### Recorded information
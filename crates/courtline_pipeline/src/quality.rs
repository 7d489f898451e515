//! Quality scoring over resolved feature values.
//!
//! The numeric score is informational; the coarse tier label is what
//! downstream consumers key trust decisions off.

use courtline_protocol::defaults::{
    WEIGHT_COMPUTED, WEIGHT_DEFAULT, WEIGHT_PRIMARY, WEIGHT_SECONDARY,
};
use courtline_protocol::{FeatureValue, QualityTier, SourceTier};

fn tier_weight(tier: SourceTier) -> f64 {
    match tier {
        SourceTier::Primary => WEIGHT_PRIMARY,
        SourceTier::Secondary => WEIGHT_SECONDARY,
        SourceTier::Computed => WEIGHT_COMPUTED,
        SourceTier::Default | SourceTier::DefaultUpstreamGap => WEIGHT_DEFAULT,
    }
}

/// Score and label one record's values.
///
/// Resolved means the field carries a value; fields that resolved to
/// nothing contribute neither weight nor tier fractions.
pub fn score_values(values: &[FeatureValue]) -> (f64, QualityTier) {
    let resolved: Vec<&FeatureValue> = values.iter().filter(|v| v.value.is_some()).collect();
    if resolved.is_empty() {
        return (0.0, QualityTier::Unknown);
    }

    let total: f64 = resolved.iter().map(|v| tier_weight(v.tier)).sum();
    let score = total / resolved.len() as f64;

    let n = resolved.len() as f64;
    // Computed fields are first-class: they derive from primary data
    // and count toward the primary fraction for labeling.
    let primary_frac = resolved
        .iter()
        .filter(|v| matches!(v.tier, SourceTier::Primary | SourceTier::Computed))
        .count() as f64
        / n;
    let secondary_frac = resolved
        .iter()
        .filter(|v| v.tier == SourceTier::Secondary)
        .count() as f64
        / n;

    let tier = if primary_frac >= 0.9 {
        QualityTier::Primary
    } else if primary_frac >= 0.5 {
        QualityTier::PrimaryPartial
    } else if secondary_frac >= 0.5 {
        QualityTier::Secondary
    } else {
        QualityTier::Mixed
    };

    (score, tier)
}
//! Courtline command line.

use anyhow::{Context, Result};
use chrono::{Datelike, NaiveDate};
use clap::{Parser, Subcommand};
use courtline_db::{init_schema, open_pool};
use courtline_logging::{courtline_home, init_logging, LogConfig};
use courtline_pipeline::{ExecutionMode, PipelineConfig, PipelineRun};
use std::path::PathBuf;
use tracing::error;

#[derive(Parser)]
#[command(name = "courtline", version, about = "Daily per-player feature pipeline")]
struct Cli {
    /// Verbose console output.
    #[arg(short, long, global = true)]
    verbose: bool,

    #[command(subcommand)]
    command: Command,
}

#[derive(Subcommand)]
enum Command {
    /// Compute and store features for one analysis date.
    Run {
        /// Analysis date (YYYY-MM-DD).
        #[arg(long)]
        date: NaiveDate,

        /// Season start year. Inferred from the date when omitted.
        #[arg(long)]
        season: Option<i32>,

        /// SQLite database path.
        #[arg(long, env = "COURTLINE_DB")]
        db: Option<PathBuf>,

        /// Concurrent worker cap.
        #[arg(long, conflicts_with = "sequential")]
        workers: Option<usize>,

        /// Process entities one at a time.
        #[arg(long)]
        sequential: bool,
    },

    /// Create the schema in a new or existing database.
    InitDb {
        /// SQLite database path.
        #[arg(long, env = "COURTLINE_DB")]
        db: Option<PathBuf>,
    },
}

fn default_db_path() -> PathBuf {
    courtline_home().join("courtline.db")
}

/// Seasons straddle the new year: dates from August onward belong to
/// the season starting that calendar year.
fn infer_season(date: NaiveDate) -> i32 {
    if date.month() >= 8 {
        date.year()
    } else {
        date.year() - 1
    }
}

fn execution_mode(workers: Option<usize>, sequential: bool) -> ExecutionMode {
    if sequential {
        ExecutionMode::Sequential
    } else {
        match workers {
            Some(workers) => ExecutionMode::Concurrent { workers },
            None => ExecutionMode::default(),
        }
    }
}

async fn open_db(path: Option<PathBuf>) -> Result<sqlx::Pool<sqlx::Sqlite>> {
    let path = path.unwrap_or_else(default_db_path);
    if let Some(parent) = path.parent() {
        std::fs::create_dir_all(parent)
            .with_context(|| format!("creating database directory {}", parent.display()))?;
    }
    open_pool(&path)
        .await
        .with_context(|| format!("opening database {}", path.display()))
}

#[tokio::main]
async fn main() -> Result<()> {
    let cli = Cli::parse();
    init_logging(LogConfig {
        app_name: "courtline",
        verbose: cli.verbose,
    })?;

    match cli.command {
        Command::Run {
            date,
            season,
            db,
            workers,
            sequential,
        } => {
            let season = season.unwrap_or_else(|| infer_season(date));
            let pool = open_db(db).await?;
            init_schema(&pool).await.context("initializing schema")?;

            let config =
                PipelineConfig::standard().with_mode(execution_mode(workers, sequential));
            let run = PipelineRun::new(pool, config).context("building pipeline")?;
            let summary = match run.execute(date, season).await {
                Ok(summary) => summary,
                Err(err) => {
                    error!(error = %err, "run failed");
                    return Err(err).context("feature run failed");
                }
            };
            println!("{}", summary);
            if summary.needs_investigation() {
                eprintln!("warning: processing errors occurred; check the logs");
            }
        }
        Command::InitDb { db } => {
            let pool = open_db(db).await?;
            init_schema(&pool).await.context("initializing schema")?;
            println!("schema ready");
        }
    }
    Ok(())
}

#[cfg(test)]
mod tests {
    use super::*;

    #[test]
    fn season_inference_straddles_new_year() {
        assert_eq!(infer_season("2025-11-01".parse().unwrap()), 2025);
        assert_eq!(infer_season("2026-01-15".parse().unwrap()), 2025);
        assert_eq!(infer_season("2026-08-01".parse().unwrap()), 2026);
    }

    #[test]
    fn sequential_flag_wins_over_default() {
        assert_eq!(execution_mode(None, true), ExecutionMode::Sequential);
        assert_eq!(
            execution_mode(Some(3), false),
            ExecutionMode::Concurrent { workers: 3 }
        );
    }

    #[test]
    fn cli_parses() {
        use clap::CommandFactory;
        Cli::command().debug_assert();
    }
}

### Problem requirements
From the listing above, collect each line in which the string "Option" appears.

### Problem solution
        season: Option<i32>,
        db: Option<PathBuf>,
        workers: Option<usize>,
        db: Option<PathBuf>,
fn execution_mode(workers: Option<usize>, sequential: bool) -> ExecutionMode {
async fn open_db(path: Option<PathBuf>) -> Result<sqlx::Pool<sqlx::Sqlite>> {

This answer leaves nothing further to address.